■ Task item
Pull every line holding the word "connection" from the data below and copy it.

■ Information given

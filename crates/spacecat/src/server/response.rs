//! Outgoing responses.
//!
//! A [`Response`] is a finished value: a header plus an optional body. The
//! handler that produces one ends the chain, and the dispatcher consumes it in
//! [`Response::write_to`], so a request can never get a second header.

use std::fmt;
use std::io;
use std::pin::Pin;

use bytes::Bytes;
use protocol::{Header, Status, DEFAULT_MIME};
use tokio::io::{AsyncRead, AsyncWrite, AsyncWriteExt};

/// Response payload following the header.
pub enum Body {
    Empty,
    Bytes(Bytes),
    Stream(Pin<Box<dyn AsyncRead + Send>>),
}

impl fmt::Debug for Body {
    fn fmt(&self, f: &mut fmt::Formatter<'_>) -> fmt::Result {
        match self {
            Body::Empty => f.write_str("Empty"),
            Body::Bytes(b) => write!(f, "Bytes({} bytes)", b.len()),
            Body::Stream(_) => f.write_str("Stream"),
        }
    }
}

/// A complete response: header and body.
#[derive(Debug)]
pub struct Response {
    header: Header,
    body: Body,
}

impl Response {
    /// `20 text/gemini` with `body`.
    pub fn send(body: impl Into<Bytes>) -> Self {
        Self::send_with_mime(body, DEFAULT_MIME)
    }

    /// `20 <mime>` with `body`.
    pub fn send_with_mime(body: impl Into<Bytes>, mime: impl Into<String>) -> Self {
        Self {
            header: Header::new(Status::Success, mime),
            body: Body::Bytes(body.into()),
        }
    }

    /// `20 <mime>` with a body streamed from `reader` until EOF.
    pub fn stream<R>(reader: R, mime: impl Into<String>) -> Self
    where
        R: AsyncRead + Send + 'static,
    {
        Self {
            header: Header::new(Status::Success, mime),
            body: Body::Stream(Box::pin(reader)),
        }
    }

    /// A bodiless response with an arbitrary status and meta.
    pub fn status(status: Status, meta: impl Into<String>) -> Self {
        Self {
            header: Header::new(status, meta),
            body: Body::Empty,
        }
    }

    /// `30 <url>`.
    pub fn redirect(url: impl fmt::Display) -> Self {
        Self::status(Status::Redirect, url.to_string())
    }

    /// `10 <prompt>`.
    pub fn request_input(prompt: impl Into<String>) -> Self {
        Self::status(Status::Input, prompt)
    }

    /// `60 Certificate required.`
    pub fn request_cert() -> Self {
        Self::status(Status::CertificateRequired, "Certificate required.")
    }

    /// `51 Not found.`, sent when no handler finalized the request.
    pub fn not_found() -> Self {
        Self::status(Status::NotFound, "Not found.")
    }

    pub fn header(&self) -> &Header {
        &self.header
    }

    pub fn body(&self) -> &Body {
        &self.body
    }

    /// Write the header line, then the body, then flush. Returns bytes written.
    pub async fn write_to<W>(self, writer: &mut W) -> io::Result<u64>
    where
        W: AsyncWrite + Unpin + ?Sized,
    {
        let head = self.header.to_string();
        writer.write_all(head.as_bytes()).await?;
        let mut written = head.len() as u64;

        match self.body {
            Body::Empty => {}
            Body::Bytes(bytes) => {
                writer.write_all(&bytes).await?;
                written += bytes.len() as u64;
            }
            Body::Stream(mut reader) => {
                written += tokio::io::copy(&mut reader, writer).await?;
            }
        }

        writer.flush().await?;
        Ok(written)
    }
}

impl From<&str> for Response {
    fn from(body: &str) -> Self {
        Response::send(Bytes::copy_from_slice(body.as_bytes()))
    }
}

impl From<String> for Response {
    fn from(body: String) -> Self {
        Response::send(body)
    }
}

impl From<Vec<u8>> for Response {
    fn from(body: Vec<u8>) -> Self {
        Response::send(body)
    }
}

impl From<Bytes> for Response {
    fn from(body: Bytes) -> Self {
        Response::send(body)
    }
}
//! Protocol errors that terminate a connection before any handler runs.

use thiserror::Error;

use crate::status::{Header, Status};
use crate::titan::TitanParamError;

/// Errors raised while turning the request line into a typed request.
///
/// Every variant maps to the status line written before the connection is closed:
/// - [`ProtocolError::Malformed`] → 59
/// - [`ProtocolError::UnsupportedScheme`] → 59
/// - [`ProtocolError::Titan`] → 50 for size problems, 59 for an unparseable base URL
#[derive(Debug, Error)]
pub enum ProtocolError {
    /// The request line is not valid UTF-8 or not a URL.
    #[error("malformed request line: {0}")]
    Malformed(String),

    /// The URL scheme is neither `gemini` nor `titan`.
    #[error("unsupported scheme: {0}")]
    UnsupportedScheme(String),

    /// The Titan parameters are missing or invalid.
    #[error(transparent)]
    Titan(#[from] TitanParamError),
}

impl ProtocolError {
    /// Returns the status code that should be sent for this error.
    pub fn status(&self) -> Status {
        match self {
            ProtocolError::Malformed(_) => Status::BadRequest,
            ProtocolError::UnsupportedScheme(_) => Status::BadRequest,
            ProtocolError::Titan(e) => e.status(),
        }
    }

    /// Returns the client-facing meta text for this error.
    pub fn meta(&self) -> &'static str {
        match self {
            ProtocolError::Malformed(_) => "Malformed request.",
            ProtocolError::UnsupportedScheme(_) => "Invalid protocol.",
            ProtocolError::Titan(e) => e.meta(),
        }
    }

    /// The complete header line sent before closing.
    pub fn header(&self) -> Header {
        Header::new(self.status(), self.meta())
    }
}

■ Task response
//! Protocol errors that terminate a connection before any handler runs.
/// Every variant maps to the status line written before the connection is closed:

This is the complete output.